---------- Provided records ----------

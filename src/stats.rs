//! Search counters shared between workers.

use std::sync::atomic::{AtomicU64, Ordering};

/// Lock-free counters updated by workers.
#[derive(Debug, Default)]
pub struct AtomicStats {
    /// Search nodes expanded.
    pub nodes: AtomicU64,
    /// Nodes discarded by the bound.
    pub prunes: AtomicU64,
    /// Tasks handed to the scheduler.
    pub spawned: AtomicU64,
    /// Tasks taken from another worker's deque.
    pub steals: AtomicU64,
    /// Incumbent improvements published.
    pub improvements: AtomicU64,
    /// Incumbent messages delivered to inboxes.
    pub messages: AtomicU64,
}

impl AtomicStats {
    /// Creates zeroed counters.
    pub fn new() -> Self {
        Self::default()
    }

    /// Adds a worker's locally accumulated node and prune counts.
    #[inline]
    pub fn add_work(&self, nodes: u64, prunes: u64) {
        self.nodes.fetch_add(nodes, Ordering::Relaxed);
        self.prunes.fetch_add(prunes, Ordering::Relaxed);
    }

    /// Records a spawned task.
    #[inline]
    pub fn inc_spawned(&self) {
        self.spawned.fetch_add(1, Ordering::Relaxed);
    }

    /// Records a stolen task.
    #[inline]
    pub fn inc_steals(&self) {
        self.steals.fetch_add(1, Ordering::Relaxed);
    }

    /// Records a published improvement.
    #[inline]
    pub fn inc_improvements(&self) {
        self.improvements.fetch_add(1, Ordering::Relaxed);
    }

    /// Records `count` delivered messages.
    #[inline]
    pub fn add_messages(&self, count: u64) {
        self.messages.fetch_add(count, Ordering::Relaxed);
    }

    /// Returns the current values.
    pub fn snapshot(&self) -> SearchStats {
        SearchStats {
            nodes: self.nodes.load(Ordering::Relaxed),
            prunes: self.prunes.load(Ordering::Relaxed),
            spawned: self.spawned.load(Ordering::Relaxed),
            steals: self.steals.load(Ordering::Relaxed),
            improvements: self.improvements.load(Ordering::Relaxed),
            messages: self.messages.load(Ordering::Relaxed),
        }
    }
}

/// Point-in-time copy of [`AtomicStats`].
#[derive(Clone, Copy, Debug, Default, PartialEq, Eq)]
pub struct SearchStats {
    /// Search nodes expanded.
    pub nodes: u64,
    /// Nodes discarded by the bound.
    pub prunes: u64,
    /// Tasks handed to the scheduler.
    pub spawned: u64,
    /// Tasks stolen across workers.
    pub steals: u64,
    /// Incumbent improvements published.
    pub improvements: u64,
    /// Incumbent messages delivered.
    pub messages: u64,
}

----------
---------- Provided records ----------

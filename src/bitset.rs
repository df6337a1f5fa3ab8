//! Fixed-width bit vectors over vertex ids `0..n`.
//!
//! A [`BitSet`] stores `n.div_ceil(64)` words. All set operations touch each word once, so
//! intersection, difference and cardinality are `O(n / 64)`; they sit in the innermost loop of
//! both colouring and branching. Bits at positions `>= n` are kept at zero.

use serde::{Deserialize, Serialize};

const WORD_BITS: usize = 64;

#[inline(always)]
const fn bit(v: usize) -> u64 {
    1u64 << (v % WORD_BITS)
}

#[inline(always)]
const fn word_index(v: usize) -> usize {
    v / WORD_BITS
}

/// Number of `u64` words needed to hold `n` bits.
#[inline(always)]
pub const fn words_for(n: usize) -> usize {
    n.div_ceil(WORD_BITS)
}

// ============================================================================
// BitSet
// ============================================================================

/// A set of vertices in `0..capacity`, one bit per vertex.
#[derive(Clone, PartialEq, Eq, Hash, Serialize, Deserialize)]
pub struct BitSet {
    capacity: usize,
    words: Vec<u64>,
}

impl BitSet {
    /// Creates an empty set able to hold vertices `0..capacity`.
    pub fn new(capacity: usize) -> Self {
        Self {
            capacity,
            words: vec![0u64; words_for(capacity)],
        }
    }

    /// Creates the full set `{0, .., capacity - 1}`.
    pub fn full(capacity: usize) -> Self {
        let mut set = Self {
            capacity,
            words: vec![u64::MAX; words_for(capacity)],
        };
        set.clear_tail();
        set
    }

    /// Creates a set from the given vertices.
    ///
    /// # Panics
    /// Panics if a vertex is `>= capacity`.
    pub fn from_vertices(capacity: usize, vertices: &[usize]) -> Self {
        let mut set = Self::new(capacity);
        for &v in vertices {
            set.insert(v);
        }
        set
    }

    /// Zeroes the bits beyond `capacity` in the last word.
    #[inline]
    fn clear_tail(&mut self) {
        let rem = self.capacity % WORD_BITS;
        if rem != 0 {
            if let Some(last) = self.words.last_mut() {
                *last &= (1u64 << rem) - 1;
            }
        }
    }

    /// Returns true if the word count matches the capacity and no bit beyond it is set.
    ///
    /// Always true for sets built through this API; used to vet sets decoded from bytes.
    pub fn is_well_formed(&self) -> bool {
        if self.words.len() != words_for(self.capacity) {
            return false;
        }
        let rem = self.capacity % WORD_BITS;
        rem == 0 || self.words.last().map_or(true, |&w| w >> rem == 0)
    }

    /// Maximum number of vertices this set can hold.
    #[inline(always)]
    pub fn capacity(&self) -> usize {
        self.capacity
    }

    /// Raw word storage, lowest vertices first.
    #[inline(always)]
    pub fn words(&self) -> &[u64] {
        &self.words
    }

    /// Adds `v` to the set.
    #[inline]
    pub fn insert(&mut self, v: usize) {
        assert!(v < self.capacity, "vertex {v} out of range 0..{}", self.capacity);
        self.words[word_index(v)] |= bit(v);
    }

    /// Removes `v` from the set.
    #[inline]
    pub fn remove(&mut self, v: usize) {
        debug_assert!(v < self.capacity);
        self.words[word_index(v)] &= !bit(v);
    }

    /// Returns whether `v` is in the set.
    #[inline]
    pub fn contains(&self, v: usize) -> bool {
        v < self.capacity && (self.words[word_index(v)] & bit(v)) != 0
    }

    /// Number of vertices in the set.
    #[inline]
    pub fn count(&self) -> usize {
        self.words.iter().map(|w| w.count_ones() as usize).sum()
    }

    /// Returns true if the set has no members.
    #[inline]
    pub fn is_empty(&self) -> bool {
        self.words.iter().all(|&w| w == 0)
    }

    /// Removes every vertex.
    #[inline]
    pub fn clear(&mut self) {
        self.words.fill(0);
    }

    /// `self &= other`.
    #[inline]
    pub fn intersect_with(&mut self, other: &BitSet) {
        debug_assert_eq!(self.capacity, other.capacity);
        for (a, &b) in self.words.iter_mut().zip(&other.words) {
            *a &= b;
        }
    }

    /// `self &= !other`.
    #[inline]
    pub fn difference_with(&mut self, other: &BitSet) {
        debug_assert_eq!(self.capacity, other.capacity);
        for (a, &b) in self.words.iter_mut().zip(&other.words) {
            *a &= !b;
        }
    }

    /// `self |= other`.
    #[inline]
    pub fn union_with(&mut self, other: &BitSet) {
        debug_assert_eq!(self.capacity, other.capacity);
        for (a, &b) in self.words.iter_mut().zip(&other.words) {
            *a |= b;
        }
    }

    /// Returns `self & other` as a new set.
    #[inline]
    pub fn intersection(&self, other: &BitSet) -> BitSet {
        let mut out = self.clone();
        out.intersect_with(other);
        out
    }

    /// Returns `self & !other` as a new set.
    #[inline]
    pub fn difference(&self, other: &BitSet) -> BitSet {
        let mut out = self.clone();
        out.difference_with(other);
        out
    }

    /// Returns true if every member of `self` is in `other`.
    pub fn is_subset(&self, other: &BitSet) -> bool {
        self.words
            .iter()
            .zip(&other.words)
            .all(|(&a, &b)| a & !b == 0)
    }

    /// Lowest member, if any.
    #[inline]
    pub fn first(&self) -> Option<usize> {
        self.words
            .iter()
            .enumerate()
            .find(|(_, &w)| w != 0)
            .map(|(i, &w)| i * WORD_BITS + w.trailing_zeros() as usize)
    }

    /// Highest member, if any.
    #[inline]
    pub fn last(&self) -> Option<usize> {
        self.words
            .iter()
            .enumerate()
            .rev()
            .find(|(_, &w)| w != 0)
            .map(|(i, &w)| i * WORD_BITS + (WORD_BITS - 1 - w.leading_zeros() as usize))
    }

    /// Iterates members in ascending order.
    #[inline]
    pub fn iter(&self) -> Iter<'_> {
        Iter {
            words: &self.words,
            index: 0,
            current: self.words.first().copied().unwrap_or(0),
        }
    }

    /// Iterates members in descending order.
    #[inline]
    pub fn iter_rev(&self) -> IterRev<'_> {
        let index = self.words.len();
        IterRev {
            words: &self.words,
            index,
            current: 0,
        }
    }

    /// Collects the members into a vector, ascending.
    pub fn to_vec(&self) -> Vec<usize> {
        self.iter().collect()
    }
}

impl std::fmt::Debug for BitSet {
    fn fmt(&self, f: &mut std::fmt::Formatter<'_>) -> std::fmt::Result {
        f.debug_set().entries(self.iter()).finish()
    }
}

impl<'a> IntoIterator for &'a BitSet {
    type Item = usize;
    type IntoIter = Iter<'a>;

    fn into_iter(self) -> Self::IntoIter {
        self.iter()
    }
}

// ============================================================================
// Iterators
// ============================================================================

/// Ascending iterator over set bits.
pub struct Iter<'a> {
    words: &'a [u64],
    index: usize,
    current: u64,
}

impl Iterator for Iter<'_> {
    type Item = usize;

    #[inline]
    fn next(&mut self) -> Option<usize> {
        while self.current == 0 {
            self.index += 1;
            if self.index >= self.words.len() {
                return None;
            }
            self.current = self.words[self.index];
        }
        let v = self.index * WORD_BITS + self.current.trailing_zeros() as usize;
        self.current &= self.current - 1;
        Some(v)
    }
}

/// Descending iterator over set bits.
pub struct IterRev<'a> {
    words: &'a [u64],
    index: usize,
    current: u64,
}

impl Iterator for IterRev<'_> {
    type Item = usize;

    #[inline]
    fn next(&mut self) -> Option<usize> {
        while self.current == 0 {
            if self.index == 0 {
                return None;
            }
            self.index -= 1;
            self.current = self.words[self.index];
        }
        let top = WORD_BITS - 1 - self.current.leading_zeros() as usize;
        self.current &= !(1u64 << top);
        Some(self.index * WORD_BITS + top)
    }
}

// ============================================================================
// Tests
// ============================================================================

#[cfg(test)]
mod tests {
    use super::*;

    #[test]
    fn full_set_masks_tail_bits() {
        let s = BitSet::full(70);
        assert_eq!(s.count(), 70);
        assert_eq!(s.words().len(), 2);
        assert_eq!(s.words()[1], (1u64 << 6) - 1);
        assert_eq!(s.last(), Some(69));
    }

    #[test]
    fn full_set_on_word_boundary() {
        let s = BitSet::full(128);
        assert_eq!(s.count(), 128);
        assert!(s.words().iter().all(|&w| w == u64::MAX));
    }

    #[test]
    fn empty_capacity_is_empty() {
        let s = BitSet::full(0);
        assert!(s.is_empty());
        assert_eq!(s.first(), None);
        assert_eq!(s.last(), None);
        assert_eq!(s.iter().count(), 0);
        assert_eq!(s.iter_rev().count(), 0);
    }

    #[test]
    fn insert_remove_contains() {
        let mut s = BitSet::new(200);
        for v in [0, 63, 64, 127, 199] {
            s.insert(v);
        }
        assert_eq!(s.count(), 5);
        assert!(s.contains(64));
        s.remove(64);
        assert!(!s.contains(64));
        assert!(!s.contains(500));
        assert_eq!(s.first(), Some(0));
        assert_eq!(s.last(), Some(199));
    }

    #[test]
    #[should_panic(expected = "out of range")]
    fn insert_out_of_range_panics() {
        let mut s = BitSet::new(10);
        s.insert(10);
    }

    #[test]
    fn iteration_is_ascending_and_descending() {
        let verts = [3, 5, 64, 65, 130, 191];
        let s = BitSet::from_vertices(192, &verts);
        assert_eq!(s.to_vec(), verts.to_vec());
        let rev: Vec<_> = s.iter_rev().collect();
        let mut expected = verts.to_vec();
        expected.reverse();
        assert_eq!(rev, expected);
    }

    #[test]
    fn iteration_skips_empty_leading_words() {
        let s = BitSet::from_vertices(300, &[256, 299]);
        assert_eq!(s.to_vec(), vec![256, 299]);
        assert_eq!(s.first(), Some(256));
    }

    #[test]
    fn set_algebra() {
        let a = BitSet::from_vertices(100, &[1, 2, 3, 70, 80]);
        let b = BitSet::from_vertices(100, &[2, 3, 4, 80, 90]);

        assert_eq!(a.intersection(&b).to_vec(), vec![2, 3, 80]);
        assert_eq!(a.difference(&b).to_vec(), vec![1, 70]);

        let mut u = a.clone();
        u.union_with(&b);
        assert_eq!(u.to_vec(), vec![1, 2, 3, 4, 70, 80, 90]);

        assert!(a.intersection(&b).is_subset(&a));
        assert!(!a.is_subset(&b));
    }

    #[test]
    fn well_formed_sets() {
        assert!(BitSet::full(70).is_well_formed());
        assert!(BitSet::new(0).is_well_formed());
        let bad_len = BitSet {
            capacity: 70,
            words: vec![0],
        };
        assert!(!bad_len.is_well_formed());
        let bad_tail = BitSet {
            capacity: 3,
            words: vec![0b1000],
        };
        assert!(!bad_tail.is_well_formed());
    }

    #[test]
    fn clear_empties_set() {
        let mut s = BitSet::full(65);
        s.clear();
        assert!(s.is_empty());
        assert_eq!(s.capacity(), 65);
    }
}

----------

● Task item: Of the lines above, count those containing the word "beyond", and give the number by itself.

● Response area: 2